How do you find the dimensions of the box that minimize the total cost of materials used if a rectangular milk carton box of width w, length l, and height h holds 534 cubic cm of milk and the sides of the box cost 4 cents per square cm and the top and bottom cost 8 cents per square cm?

1 Answer
Mar 11, 2015

Note that varying the length and width to be other than equal reduces the volume for the same total (length + width); or, stated another way, #w = l# for any optimal configuration.

Using given information about the Volume, express the height (#h#) as a function of the width (#w#).

Write an expression for the Cost in terms of only the width (#w#).

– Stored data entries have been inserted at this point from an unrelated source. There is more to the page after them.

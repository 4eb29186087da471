use crate::audio::{AudioClip, AudioError, CaptureOptions, CaptureSignals, ClipRecorder};
use serde::{Deserialize, Serialize};
use std::{
    sync::{
        atomic::{AtomicBool, AtomicU64, Ordering},
        Arc,
    },
    time::{Duration, Instant},
};
use tokio::sync::Mutex;
use tokio_util::sync::CancellationToken;
use tracing::{debug, warn};

#[derive(Debug, Clone, Copy, Serialize, Deserialize, PartialEq, Eq, Default)]
#[serde(rename_all = "camelCase")]
pub enum CaptureMode {
    Continuous,
    #[default]
    PushToTalk,
}

#[derive(Debug, Clone, Copy, Serialize, Deserialize, PartialEq, Eq)]
#[serde(rename_all = "camelCase")]
pub enum CaptureState {
    Idle,
    Recording,
    Stopping,
}

#[derive(Debug, Clone)]
pub struct CaptureSession {
    pub session_id: u64,
    pub mode: CaptureMode,
    pub state: CaptureState,
    pub started_at: Instant,
    pub max_duration_ms: u64,
    stop_flag: Arc<AtomicBool>,
}

#[derive(Debug, thiserror::Error)]
pub enum CaptureError {
    #[error("a capture session is already recording")]
    AlreadyRecording,
    #[error("microphone unavailable: {0}")]
    DeviceUnavailable(String),
    #[error("microphone stream failed: {0}")]
    Stream(String),
    #[error("capture task failed: {0}")]
    Join(String),
}

/// Claim on the microphone returned by [`AudioCaptureCycle::begin_session`].
/// Must be handed back through `record` or `abandon`.
#[derive(Debug)]
pub struct CaptureTicket {
    session_id: u64,
    stop_flag: Arc<AtomicBool>,
    options: CaptureOptions,
}

impl CaptureTicket {
    pub fn session_id(&self) -> u64 {
        self.session_id
    }
}

#[derive(Debug, Clone, Copy)]
pub struct CaptureLimits {
    pub clip_duration: Duration,
    pub push_to_talk_max: Duration,
}

pub struct AudioCaptureCycle {
    recorder: Arc<dyn ClipRecorder>,
    limits: CaptureLimits,
    session: Mutex<Option<CaptureSession>>,
    session_counter: AtomicU64,
}

impl AudioCaptureCycle {
    pub fn new(recorder: Arc<dyn ClipRecorder>, limits: CaptureLimits) -> Self {
        Self {
            recorder,
            limits,
            session: Mutex::new(None),
            session_counter: AtomicU64::new(0),
        }
    }

    pub async fn state(&self) -> CaptureState {
        self.session
            .lock()
            .await
            .as_ref()
            .map(|session| session.state)
            .unwrap_or(CaptureState::Idle)
    }

    /// Checks that the microphone can be opened without recording.
    pub async fn probe(&self) -> Result<(), CaptureError> {
        let recorder = Arc::clone(&self.recorder);
        match tokio::task::spawn_blocking(move || recorder.probe()).await {
            Ok(Ok(())) => Ok(()),
            Ok(Err(err)) => Err(classify(err)),
            Err(err) => Err(CaptureError::Join(err.to_string())),
        }
    }

    /// Opens the single CaptureSession this cycle allows.
    pub async fn begin_session(&self, mode: CaptureMode) -> Result<CaptureTicket, CaptureError> {
        let max_duration = match mode {
            CaptureMode::Continuous => self.limits.clip_duration,
            CaptureMode::PushToTalk => self.limits.push_to_talk_max,
        };
        let session_id = self.session_counter.fetch_add(1, Ordering::Relaxed) + 1;
        let stop_flag = Arc::new(AtomicBool::new(false));

        {
            let mut session = self.session.lock().await;
            if session.is_some() {
                return Err(CaptureError::AlreadyRecording);
            }
            *session = Some(CaptureSession {
                session_id,
                mode,
                state: CaptureState::Recording,
                started_at: Instant::now(),
                max_duration_ms: max_duration.as_millis() as u64,
                stop_flag: stop_flag.clone(),
            });
        }
        debug!(session_id, ?mode, "capture session opened");

        Ok(CaptureTicket {
            session_id,
            stop_flag,
            options: CaptureOptions {
                max_capture_duration: max_duration,
            },
        })
    }

    /// Records until stop, cancel or the session's max duration. Cancelled or
    /// zero-byte sessions yield `None`.
    pub async fn record(
        &self,
        ticket: CaptureTicket,
        cancel: &CancellationToken,
    ) -> Result<Option<AudioClip>, CaptureError> {
        let recorder = Arc::clone(&self.recorder);
        let signals = CaptureSignals::new(cancel.clone(), ticket.stop_flag.clone());
        let options = ticket.options;
        let result =
            tokio::task::spawn_blocking(move || recorder.record_clip(options, &signals)).await;
        self.finish_session(ticket.session_id).await;

        match result {
            Err(err) => Err(CaptureError::Join(err.to_string())),
            Ok(Err(AudioError::Cancelled)) => Ok(None),
            Ok(Err(err)) => Err(classify(err)),
            Ok(Ok(_)) if cancel.is_cancelled() => Ok(None),
            Ok(Ok(clip)) => Ok(clip.filter(|clip| !clip.is_empty())),
        }
    }

    /// Releases a ticket that will never be recorded.
    pub async fn abandon(&self, ticket: CaptureTicket) {
        self.finish_session(ticket.session_id).await;
    }

    pub async fn start_listening(
        &self,
        mode: CaptureMode,
        cancel: &CancellationToken,
    ) -> Result<Option<AudioClip>, CaptureError> {
        let ticket = self.begin_session(mode).await?;
        self.record(ticket, cancel).await
    }

    /// Finalizes the active recording. Returns false when nothing was recording.
    pub async fn stop_listening(&self) -> bool {
        let mut session = self.session.lock().await;
        let Some(active) = session.as_mut() else {
            return false;
        };
        if active.state != CaptureState::Recording {
            return false;
        }
        active.state = CaptureState::Stopping;
        active.stop_flag.store(true, Ordering::Relaxed);
        true
    }

    async fn finish_session(&self, session_id: u64) {
        let mut session = self.session.lock().await;
        if session
            .as_ref()
            .is_some_and(|active| active.session_id == session_id)
        {
            *session = None;
        }
    }
}

fn classify(err: AudioError) -> CaptureError {
    if err.is_device_unavailable() {
        warn!(error = %err, "microphone unavailable");
        CaptureError::DeviceUnavailable(err.to_string())
    } else {
        CaptureError::Stream(err.to_string())
    }
}

/// Delay before the next continuous-mode session.
#[derive(Debug, Clone)]
pub struct RestartPolicy {
    cooldown: Duration,
    min_backoff: Duration,
    max_backoff: Duration,
    consecutive_failures: u32,
}

impl RestartPolicy {
    pub fn new(cooldown: Duration, min_backoff: Duration, max_backoff: Duration) -> Self {
        Self {
            cooldown,
            min_backoff,
            max_backoff: max_backoff.max(min_backoff),
            consecutive_failures: 0,
        }
    }

    pub fn after_success(&mut self) -> Duration {
        self.consecutive_failures = 0;
        self.cooldown
    }

    pub fn after_failure(&mut self) -> Duration {
        self.consecutive_failures = self.consecutive_failures.saturating_add(1);
        let exponent = (self.consecutive_failures - 1).min(16);
        let backoff = self
            .min_backoff
            .saturating_mul(1u32 << exponent)
            .min(self.max_backoff);
        backoff.max(self.cooldown)
    }

    pub fn consecutive_failures(&self) -> u32 {
        self.consecutive_failures
    }
}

Take the derivative of the Cost with respect to width and set it to zero to determine critical point(s).

Details:
Volume #= w xx l xx h = w^2 h = 534#
#rarr h = (534)/(w^2)#

Cost = (Cost of sides) + (Cost of top and bottom)
#C= (4 xx (4w xx h)) + ( 8 xx (2 w^2))#

#= (4 xx (4w xx (534)/(w^2)) + (8 xx (2 w^2))#

#= 8544 w^(-1) + 16 w^2#

#(d C)/(dw) = 0# for critical points
# - 85434 w^(-2) + 32 w = 0#
Assuming #w != 0# we can multiply by #w^2#
and with some simple numeric division:
#- 267 + w^3 = 0#
and
#w = (267)^(1/3)#
#= 6.44# (approx.)

#rarr l = 6.44#
and #h = 12.88# (approx.)